1867—Maggie L. Walker is born. She would become the most prominent Black businesswoman in the Richmond, Va., area and one of the wealthiest Black women in the nation. She also became the first Black woman to establish a bank in the nation. A social activist, she would help establish the Lilly Black political party in part as a slap at the “Lilly White” political parties of the day.
1907—The People’s Savings Bank is incorporated in Philadelphia by one of the nation’s early Black Congressman George H. White. White had been pretty much forced out of Congress as Jim Crow laws led to the increasing disenfranchisement of Black voters after Reconstruction.  After leaving Congress, he turned his attention to Black economic advancement.
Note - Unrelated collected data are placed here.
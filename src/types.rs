// Strong typing over raw host values. Newtypes for timestamps, enums for phases and decisions.

use serde::{Deserialize, Serialize};

use crate::error::{ArbiterError, Result};

/// Timestamp in microseconds on the arbiter's clock. Newtype for type safety.
#[derive(Debug, Clone, Copy, PartialEq, Eq, PartialOrd, Ord, Hash, Serialize, Deserialize, Default)]
pub struct Timestamp(u64);

impl Timestamp {
    pub fn from_micros(us: u64) -> Self {
        Timestamp(us)
    }

    pub fn from_millis(ms: u64) -> Self {
        Timestamp(ms.saturating_mul(1000))
    }

    pub fn as_micros(&self) -> u64 {
        self.0
    }

    pub fn as_millis(&self) -> f64 {
        self.0 as f64 / 1000.0
    }

    /// Timestamp `us` microseconds later, saturating at the end of the clock.
    pub fn after_micros(&self, us: u64) -> Self {
        Timestamp(self.0.saturating_add(us))
    }
}

/// Camera pose proposed by the host for the current frame.
/// Angles are degrees, position is local OpenGL metres, `zoom` is the magnification factor.
#[derive(Debug, Clone, Copy, PartialEq, Serialize, Deserialize)]
pub struct CameraPose {
    pub x: f64,
    pub y: f64,
    pub z: f64,
    pub roll: f64,
    pub pitch: f64,
    pub heading: f64,
    pub zoom: f64,
}

impl CameraPose {
    pub fn with_zoom(zoom: f64) -> Self {
        CameraPose {
            zoom,
            ..Default::default()
        }
    }
}

impl Default for CameraPose {
    fn default() -> Self {
        CameraPose {
            x: 0.0,
            y: 0.0,
            z: 0.0,
            roll: 0.0,
            pitch: 0.0,
            heading: 0.0,
            zoom: 1.0,
        }
    }
}

/// Phase tag carried by every command event.
#[derive(Debug, Clone, Copy, PartialEq, Eq, Serialize, Deserialize)]
pub enum CommandPhase {
    Begin,
    Continue,
    End,
}

/// Outcome of one camera-authority callback.
#[derive(Debug, Clone, Copy, PartialEq, Eq, Serialize, Deserialize)]
pub enum CameraControl {
    /// Keep exclusive control next frame.
    Retain,
    /// Hand the camera back to the host.
    Release,
}

impl CameraControl {
    pub fn is_retained(self) -> bool {
        matches!(self, CameraControl::Retain)
    }
}

/// Arbiter configuration. Every field has a default, so `{}` is a valid config.
#[derive(Debug, Clone, PartialEq, Serialize, Deserialize)]
pub struct ArbiterConfig {
    /// Grace after the hold action is released or the toggle is switched off (microseconds).
    #[serde(default = "default_hold_release_grace")]
    pub hold_release_grace_us: u64,
    /// Grace after any native zoom command (microseconds).
    #[serde(default = "default_zoom_command_grace")]
    pub zoom_command_grace_us: u64,
    /// Grace after any quick-look command (microseconds).
    #[serde(default = "default_quick_look_grace")]
    pub quick_look_grace_us: u64,
    /// Zoom target before anything has been learned.
    #[serde(default = "default_initial_zoom")]
    pub initial_zoom: f64,
    /// Carry position and orientation forward one frame while overriding zoom.
    #[serde(default)]
    pub extrapolate_motion: bool,
}

fn default_hold_release_grace() -> u64 {
    500_000 // 500ms
}

fn default_zoom_command_grace() -> u64 {
    550_000 // 550ms
}

fn default_quick_look_grace() -> u64 {
    1_250_000 // 1250ms
}

fn default_initial_zoom() -> f64 {
    1.0
}

impl Default for ArbiterConfig {
    fn default() -> Self {
        ArbiterConfig {
            hold_release_grace_us: default_hold_release_grace(),
            zoom_command_grace_us: default_zoom_command_grace(),
            quick_look_grace_us: default_quick_look_grace(),
            initial_zoom: default_initial_zoom(),
            extrapolate_motion: false,
        }
    }
}

impl ArbiterConfig {
    /// Parse and validate a JSON config.
    pub fn from_json(json: &str) -> Result<Self> {
        let config: ArbiterConfig = serde_json::from_str(json)
            .map_err(|e| ArbiterError::InvalidConfig(e.to_string()))?;
        config.validate()?;
        Ok(config)
    }

    pub fn validate(&self) -> Result<()> {
        if !self.initial_zoom.is_finite() || self.initial_zoom <= 0.0 {
            return Err(ArbiterError::InvalidConfig(format!(
                "initial_zoom must be a positive number, got {}",
                self.initial_zoom
            )));
        }
        Ok(())
    }
}

#[cfg(test)]
mod tests {
    use super::*;

    #[test]
    fn timestamp_conversions() {
        let ts = Timestamp::from_millis(1_500);
        assert_eq!(ts.as_micros(), 1_500_000);
        assert!((ts.as_millis() - 1500.0).abs() < 0.0001);
        assert_eq!(Timestamp::from_micros(u64::MAX).after_micros(1).as_micros(), u64::MAX);
    }

    #[test]
    fn empty_config_uses_defaults() {
        let config = ArbiterConfig::from_json("{}").unwrap();
        assert_eq!(config, ArbiterConfig::default());
        assert_eq!(config.hold_release_grace_us, 500_000);
        assert_eq!(config.zoom_command_grace_us, 550_000);
        assert_eq!(config.quick_look_grace_us, 1_250_000);
        assert!(!config.extrapolate_motion);
    }

    #[test]
    fn config_overrides_apply() {
        let config =
            ArbiterConfig::from_json(r#"{"quick_look_grace_us":2000000,"extrapolate_motion":true}"#)
                .unwrap();
        assert_eq!(config.quick_look_grace_us, 2_000_000);
        assert!(config.extrapolate_motion);
        assert_eq!(config.initial_zoom, 1.0);
    }

    #[test]
    fn rejects_bad_initial_zoom() {
        let err = ArbiterConfig::from_json(r#"{"initial_zoom":0.0}"#).unwrap_err();
        assert!(matches!(err, ArbiterError::InvalidConfig(_)));
        let err = ArbiterConfig::from_json("not json").unwrap_err();
        assert!(matches!(err, ArbiterError::InvalidConfig(_)));
    }
}
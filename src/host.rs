// Boundary with the host simulator. A thin adapter implements this over the
// host's draw, camera, command and state APIs; the arbiter never sees them.

use crate::commands::Command;
use crate::state::StateKey;

/// Opaque handle of a command created through the host.
#[derive(Debug, Clone, Copy, PartialEq, Eq, Hash)]
pub struct CommandHandle(pub u64);

pub trait Host {
    /// Register the once-per-frame draw hook (before scene composition).
    fn register_draw_hook(&mut self);
    fn unregister_draw_hook(&mut self);

    /// Look up a state key. `false` means the host does not expose it.
    fn resolve_state(&mut self, key: StateKey) -> bool;
    /// Read a resolved key. Booleans are reported as 0.0 / 1.0.
    fn read_state(&self, key: StateKey) -> f64;

    /// Route every phase of `command` to the plugin, after other handlers.
    fn bind_command(&mut self, command: Command);
    fn unbind_command(&mut self, command: Command);
    /// Create a new host command. `None` when the host hands back an invalid handle.
    fn create_command(&mut self, name: &str, description: &str) -> Option<CommandHandle>;

    /// Install the camera callback until the next view change.
    fn take_camera_control(&mut self);
    /// Drop the camera callback if it is still installed.
    fn release_camera_control(&mut self);
}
His bank helped thousands of Blacks buy homes.
1929—Ida Stephens Owens is born. She would become the nation’s first Black female bio-chemist.
BESSIE SMITH
BESSIE SMITH

1937—Blues great Bessie Smith dies of injuries sustained in an automobile accident near Clarksdale, Miss. Rumors spread that White medics refused to treat her. However, later information did cast doubt on the accuracy of those rumors.
September 27
1817—Hiram R. Revels is born free in Fayetteville, N.C. Revels becomes the first Black to serve in the United States Senate shortly after the Civil War.
1876—Edward Mitchell Bannister upsets racist Whites who believe Blacks have no artistic skill by winning a bronze medal for a painting he displayed at the American Centennial Exposition in Philadelphia.
GWENDOLYN BROOKS
GWENDOLYN BROOKS

1950—Gwendolyn Brooks is awarded Pulitzer Prize for her book of poetry —“Annie Allen.” She was the first Black so honored. Brooks published her first poem in a children’s magazine, “American Childhood,” when she was 13 years old. By the time she was 16, she had compiled a portfolio of around 75 published poems and had her work critiqued by poet and novelist James Weldon Johnson. At 17, she started submitting her work to “Lights and Shadows,” the poetry column of the Chicago Defender, an African-American newspaper. Her poems, many published while she attended Wilson Junior College, ranged in style from traditional ballads and sonnets to poems using blues rhythms in free verse.
1950—Ralph J. Bunch is awarded the Nobel Peace Prize for his work in mediating a conflict between Palestinians and the newly established Jewish state of Israel. Arabs had gone to war arguing the Jewish state had been established on land which rightfully belonged to the Palestinians.